Give the data again in full. Keep every line the same.

::: Data under study :::

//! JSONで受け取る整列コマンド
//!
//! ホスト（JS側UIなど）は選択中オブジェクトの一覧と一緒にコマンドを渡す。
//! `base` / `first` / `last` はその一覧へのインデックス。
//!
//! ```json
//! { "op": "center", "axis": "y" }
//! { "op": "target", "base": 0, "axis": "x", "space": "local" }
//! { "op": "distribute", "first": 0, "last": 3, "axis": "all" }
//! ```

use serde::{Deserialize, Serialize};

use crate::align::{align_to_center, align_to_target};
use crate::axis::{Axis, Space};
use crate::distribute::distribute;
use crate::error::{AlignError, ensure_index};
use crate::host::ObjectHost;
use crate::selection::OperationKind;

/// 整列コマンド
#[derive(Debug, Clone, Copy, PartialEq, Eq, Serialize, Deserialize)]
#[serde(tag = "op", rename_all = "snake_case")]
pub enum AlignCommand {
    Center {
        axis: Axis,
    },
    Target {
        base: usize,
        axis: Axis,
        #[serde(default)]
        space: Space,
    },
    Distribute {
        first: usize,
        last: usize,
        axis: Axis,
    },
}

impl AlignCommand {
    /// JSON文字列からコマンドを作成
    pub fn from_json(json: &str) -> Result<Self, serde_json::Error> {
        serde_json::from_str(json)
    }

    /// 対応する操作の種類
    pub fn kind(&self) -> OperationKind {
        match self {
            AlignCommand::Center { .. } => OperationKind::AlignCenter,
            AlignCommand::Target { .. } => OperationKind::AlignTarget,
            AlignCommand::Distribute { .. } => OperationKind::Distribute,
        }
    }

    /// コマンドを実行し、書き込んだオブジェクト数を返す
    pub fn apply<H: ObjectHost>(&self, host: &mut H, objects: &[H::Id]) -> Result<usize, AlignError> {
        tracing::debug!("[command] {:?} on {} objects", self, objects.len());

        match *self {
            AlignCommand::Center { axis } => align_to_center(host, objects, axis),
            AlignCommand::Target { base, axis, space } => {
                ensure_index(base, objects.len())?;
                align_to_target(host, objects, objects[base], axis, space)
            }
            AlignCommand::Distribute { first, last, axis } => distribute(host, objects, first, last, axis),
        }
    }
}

:::

_Expected output_:
//! JSONで受け取る整列コマンド
//!
//! ホスト（JS側UIなど）は選択中オブジェクトの一覧と一緒にコマンドを渡す。
//! `base` / `first` / `last` はその一覧へのインデックス。
//!
//! ```json
//! { "op": "center", "axis": "y" }
//! { "op": "target", "base": 0, "axis": "x", "space": "local" }
//! { "op": "distribute", "first": 0, "last": 3, "axis": "all" }
//! ```

use serde::{Deserialize, Serialize};

use crate::align::{align_to_center, align_to_target};
use crate::axis::{Axis, Space};
use crate::distribute::distribute;
use crate::error::{AlignError, ensure_index};
use crate::host::ObjectHost;
use crate::selection::OperationKind;

/// 整列コマンド
#[derive(Debug, Clone, Copy, PartialEq, Eq, Serialize, Deserialize)]
#[serde(tag = "op", rename_all = "snake_case")]
pub enum AlignCommand {
    Center {
        axis: Axis,
    },
    Target {
        base: usize,
        axis: Axis,
        #[serde(default)]
        space: Space,
    },
    Distribute {
        first: usize,
        last: usize,
        axis: Axis,
    },
}

impl AlignCommand {
    /// JSON文字列からコマンドを作成
    pub fn from_json(json: &str) -> Result<Self, serde_json::Error> {
        serde_json::from_str(json)
    }

    /// 対応する操作の種類
    pub fn kind(&self) -> OperationKind {
        match self {
            AlignCommand::Center { .. } => OperationKind::AlignCenter,
            AlignCommand::Target { .. } => OperationKind::AlignTarget,
            AlignCommand::Distribute { .. } => OperationKind::Distribute,
        }
    }

    /// コマンドを実行し、書き込んだオブジェクト数を返す
    pub fn apply<H: ObjectHost>(&self, host: &mut H, objects: &[H::Id]) -> Result<usize, AlignError> {
        tracing::debug!("[command] {:?} on {} objects", self, objects.len());

        match *self {
            AlignCommand::Center { axis } => align_to_center(host, objects, axis),
            AlignCommand::Target { base, axis, space } => {
                ensure_index(base, objects.len())?;
                align_to_target(host, objects, objects[base], axis, space)
            }
            AlignCommand::Distribute { first, last, axis } => distribute(host, objects, first, last, axis),
        }
    }
}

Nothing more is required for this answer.